Rappelant que le développement de nouveaux modèles de voitures nécessite cinq à sept ans, les parlementaires demandent à la Commission de ne pas fixer d'objectifs obligatoires en matière d'émissions de CO2 avant 2015. Les députés notent également que les systèmes de sécurité supplémentaires pourraient augmenter le poids des voitures particulières, entraînant ainsi une hausse des émissions de CO2. Par conséquent, ils demandent à la Commission d'élaborer un système autorisant les constructeurs automobiles à produire des émissions de CO2 supplémentaires si elles sont justifiées par des mesures de sécurité.
Le PE estime en outre que les objectifs contraignants en matière d'émissions de CO2 doivent être accompagnés par une augmentation du financement public consacré à la recherche et au développement et suggèrent que l'Institut européen de technologie se consacre à la réduction des émissions de CO2 par la technologie automobile.

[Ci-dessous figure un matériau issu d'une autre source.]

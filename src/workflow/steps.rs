//! 步骤种类与步骤表
//!
//! 各工作流种类只在步骤组成上不同：种类 → 步骤表是一份数据，
//! 新增一种工作流只是加一行表，不需要新类型。

use serde::{Deserialize, Serialize};

use crate::models::WorkflowKind;

/// 步骤种类
#[derive(Debug, Clone, Copy, PartialEq, Eq, Hash, Serialize, Deserialize)]
#[serde(rename_all = "kebab-case")]
pub enum StepKind {
    /// 访问表单站点并截图
    DriveBrowser,
    /// 获取空白表单（下载或读本地文件）
    FetchForm,
    /// 分类 → 生成 → 填充，写出新文档
    FillForm,
    /// 把填好的表单作为附件发邮件
    SendEmail,
}

impl StepKind {
    /// 步骤名称（日志和状态使用）
    pub fn name(self) -> &'static str {
        match self {
            StepKind::DriveBrowser => "drive-browser",
            StepKind::FetchForm => "fetch-form",
            StepKind::FillForm => "fill-form",
            StepKind::SendEmail => "send-email",
        }
    }
}

/// 步骤失败策略
#[derive(Debug, Clone, Copy, PartialEq, Eq)]
pub enum FailurePolicy {
    /// 失败即终止整个运行（默认）
    Abort,
    /// 失败只记日志，运行继续（发邮件是 fire-and-forget）
    Tolerate,
}

/// 步骤表条目
#[derive(Debug, Clone, Copy, PartialEq, Eq)]
pub struct StepSpec {
    pub kind: StepKind,
    pub policy: FailurePolicy,
}

const fn abort(kind: StepKind) -> StepSpec {
    StepSpec {
        kind,
        policy: FailurePolicy::Abort,
    }
}

const fn tolerate(kind: StepKind) -> StepSpec {
    StepSpec {
        kind,
        policy: FailurePolicy::Tolerate,
    }
}

const COMPLETE_STEPS: &[StepSpec] = &[
    abort(StepKind::DriveBrowser),
    abort(StepKind::FetchForm),
    abort(StepKind::FillForm),
    tolerate(StepKind::SendEmail),
];

const FILL_AND_SEND_STEPS: &[StepSpec] = &[
    abort(StepKind::FetchForm),
    abort(StepKind::FillForm),
    tolerate(StepKind::SendEmail),
];

const PARTIAL_STEPS: &[StepSpec] = &[
    abort(StepKind::DriveBrowser),
    abort(StepKind::FetchForm),
    abort(StepKind::FillForm),
];

/// 取某个工作流种类的有序步骤表
pub fn step_sequence(kind: WorkflowKind) -> &'static [StepSpec] {
    match kind {
        WorkflowKind::Complete => COMPLETE_STEPS,
        WorkflowKind::FillAndSend => FILL_AND_SEND_STEPS,
        WorkflowKind::Partial => PARTIAL_STEPS,
    }
}

#[cfg(test)]
mod tests {
    use super::*;

    #[test]
    fn test_step_tables_per_kind() {
        let complete: Vec<StepKind> = step_sequence(WorkflowKind::Complete)
            .iter()
            .map(|s| s.kind)
            .collect();
        assert_eq!(
            complete,
            vec![
                StepKind::DriveBrowser,
                StepKind::FetchForm,
                StepKind::FillForm,
                StepKind::SendEmail,
            ]
        );

        // partial 不发邮件
        let partial: Vec<StepKind> = step_sequence(WorkflowKind::Partial)
            .iter()
            .map(|s| s.kind)
            .collect();
        assert!(!partial.contains(&StepKind::SendEmail));

        // fill-and-send 不开浏览器
        let fill_and_send: Vec<StepKind> = step_sequence(WorkflowKind::FillAndSend)
            .iter()
            .map(|s| s.kind)
            .collect();
        assert!(!fill_and_send.contains(&StepKind::DriveBrowser));
    }

    #[test]
    fn test_only_send_email_is_tolerated() {
        for kind in WorkflowKind::all() {
            for spec in step_sequence(*kind) {
                if spec.kind == StepKind::SendEmail {
                    assert_eq!(spec.policy, FailurePolicy::Tolerate);
                } else {
                    assert_eq!(spec.policy, FailurePolicy::Abort);
                }
            }
        }
    }
}
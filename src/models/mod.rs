pub mod form;
pub mod run;

pub use form::{FieldCategory, FieldValue, FilledDocument, FormField, Provenance};
pub use run::{RunState, RunStatus, WorkflowKind, WorkflowRun};
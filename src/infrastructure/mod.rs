//! 基础设施层（Infrastructure Layer）
//!
//! 持有稀缺资源，只向上暴露能力：
//! - `JsExecutor` - 唯一的 page owner，提供 eval() 能力
//! - `PdfFormBackend` / `LopdfBackend` - 文档协作方，提供表单字段的读写能力

pub mod js_executor;
pub mod pdf_backend;

pub use js_executor::JsExecutor;
pub use pdf_backend::{LopdfBackend, PdfFormBackend, RawField, RawFieldKind};
use std::collections::HashMap;
use std::time::Duration;

use pdf_agent::browser::connect_to_browser_and_page;
use pdf_agent::config::Config;
use pdf_agent::error::AppError;
use pdf_agent::models::{RunState, WorkflowKind};
use pdf_agent::orchestrator::Supervisor;
use pdf_agent::utils::logging;

/// 用假的运行器命令构造监管器配置
///
/// 监管器只认子进程和退出码，拿 sh 脚本顶替运行器二进制即可。
fn supervisor_config(test_name: &str, script: &str) -> Config {
    let log_dir = std::env::temp_dir()
        .join("pdf_agent_tests")
        .join(format!("{}_{}", test_name, std::process::id()));
    Config {
        runner_program: "sh".to_string(),
        runner_args: vec!["-c".to_string(), script.to_string()],
        log_dir: log_dir.to_string_lossy().into_owned(),
        reconcile_interval_secs: 1,
        ..Config::default()
    }
}

/// 轮询对账直到运行进入终止态
async fn wait_until_terminal(supervisor: &Supervisor, pid: u32) -> RunState {
    for _ in 0..100 {
        supervisor.reconcile_once();
        let status = supervisor.status(pid).await.expect("运行记录应该存在");
        if status.state.is_terminal() {
            return status.state;
        }
        tokio::time::sleep(Duration::from_millis(50)).await;
    }
    panic!("运行 {} 在超时前没有结束", pid);
}

#[tokio::test]
async fn test_supervisor_finalizes_successful_run() {
    let config = supervisor_config(
        "ok_run",
        "echo '[STEP 1/2] > fetch-form'; echo '[STEP 2/2] > fill-form'; exit 0",
    );
    let supervisor = Supervisor::new(config);

    let pid = supervisor
        .start(WorkflowKind::Partial, &HashMap::new())
        .expect("启动应该成功");
    assert!(pid > 0);

    let state = wait_until_terminal(&supervisor, pid).await;
    assert_eq!(state, RunState::Completed);

    // 日志尾部与步骤进度都能拿到
    let status = supervisor.status(pid).await.unwrap();
    assert_eq!(status.current_step, 2);
    assert!(status
        .log_excerpt
        .iter()
        .any(|line| line.contains("[STEP 2/2]")));
}

#[tokio::test]
async fn test_supervisor_finalizes_failed_run() {
    let config = supervisor_config("failed_run", "echo '[STEP 1/3] > drive-browser'; exit 3");
    let supervisor = Supervisor::new(config);

    let pid = supervisor
        .start(WorkflowKind::Partial, &HashMap::new())
        .unwrap();
    let state = wait_until_terminal(&supervisor, pid).await;
    assert_eq!(state, RunState::Failed);

    let status = supervisor.status(pid).await.unwrap();
    assert!(status.failure_reason.is_some());
}

#[tokio::test]
async fn test_stop_is_idempotent() {
    let config = supervisor_config("stop_run", "sleep 30");
    let supervisor = Supervisor::new(config);

    let pid = supervisor
        .start(WorkflowKind::Complete, &HashMap::new())
        .unwrap();

    supervisor.stop(pid).expect("第一次 stop 应该成功");
    let status = supervisor.status(pid).await.unwrap();
    assert_eq!(status.state, RunState::Stopped);

    // 对已停止的运行再 stop 是 no-op，不是错误
    supervisor.stop(pid).expect("重复 stop 应该是 no-op");
    let status = supervisor.status(pid).await.unwrap();
    assert_eq!(status.state, RunState::Stopped);
}

#[tokio::test]
async fn test_unknown_pid_is_not_found() {
    let config = supervisor_config("not_found", "exit 0");
    let supervisor = Supervisor::new(config);

    assert!(matches!(
        supervisor.status(999_999_999).await,
        Err(AppError::NotFound(_))
    ));
    assert!(matches!(
        supervisor.stop(999_999_999),
        Err(AppError::NotFound(_))
    ));
}

#[tokio::test]
async fn test_list_returns_most_recent_first() {
    let config = supervisor_config("list_order", "sleep 30");
    let supervisor = Supervisor::new(config);

    let first = supervisor
        .start(WorkflowKind::Partial, &HashMap::new())
        .unwrap();
    let second = supervisor
        .start(WorkflowKind::FillAndSend, &HashMap::new())
        .unwrap();

    let runs = supervisor.list();
    assert_eq!(runs.len(), 2);
    assert_eq!(runs[0].pid, second);
    assert_eq!(runs[1].pid, first);

    supervisor.stop(first).unwrap();
    supervisor.stop(second).unwrap();
}

#[tokio::test]
async fn test_cleanup_evicts_record() {
    let config = supervisor_config("cleanup", "exit 0");
    let supervisor = Supervisor::new(config);

    let pid = supervisor
        .start(WorkflowKind::Partial, &HashMap::new())
        .unwrap();
    wait_until_terminal(&supervisor, pid).await;

    supervisor.cleanup(pid).expect("清理应该成功");
    assert!(matches!(
        supervisor.status(pid).await,
        Err(AppError::NotFound(_))
    ));
}

// ========== 以下测试依赖真实环境，默认忽略 ==========
// 运行方式：cargo test -- --ignored

#[tokio::test]
#[ignore] // 需要本机有开启调试端口的浏览器
async fn test_browser_connection() {
    logging::init(true);

    let config = Config::from_env();
    let result = connect_to_browser_and_page(config.browser_debug_port, &config.target_url).await;

    assert!(result.is_ok(), "应该能够成功连接浏览器");
}

#[tokio::test]
#[ignore] // 需要网络、生成服务 API Key 和 SMTP 凭据
async fn test_fill_and_send_workflow_end_to_end() {
    logging::init(true);

    let config = Config::from_env();
    let runner = pdf_agent::WorkflowRunner::new(WorkflowKind::FillAndSend, "it");
    let mut flow = pdf_agent::FormFlow::new(config, HashMap::new());

    let (outcome, reports) = runner.run(&mut flow).await;
    println!("结果: {:?}", outcome);
    for report in &reports {
        println!(
            "  {} ok={} 耗时={:.1}s",
            report.kind.name(),
            report.ok,
            report.elapsed.as_secs_f64()
        );
    }
    assert_eq!(outcome, pdf_agent::RunOutcome::Succeeded);

    let filled = flow.filled_document().expect("应该有填充后的文档");
    assert!(!filled.bytes.is_empty());
}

Toutes ces réflexions avaient déjà été exposées par les députés en octobre dernier mais comme ceux-ci estiment que les éléments présentés par la Commission fin décembre ne les avaient pas pris en compte, le Parlement a réitéré aujourd'hui ces recommandations. Celles-ci devraient faire globalement ravir les constructeurs automobiles notamment ceux d'outre-Rhin, grands producteurs de grosses berlines.
Ces derniers jours, à l'ouverture des salons de l'automobile de Bruxelles et de Vienne, Greenpeace a d'ailleurs interpellé les constructeurs automobiles européens afin qu'ils prennent leurs responsabilités en matière de réduction des émissions de CO2. Les constructeurs automobiles s'évertuent à véhiculer une image verte. Mais derrière les prototypes et autres voitures modèles qui sont mis en avant, se cache un véritable lobby visant à entraver toute législation protégeant le climat, estime Karine Gavand, chargée de campagne climat à Greenpeace France. Le climat n'est pas une opportunité pour des campagnes de publicité, c'est une obligation à agir dont ne peuvent se dispenser les constructeurs automobiles, ajoute-t-elle.
Rappelons qu'il y a 10 ans, les constructeurs automobiles européens avaient promis, via un accord volontaire, de réduire la moyenne de leurs émissions à 140g/km d'ici à 2008. Mais les progrès des constructeurs pour réduire ces émissions ont été très insuffisants puisque l'on est en seulement à 150 g par exemple en France. Ces résultats placent pourtant la France en bonne position par rapport à ses voisins européens. Seuls le Portugal, l'Espagne et l'Italie ont fait mieux selon les données 2005.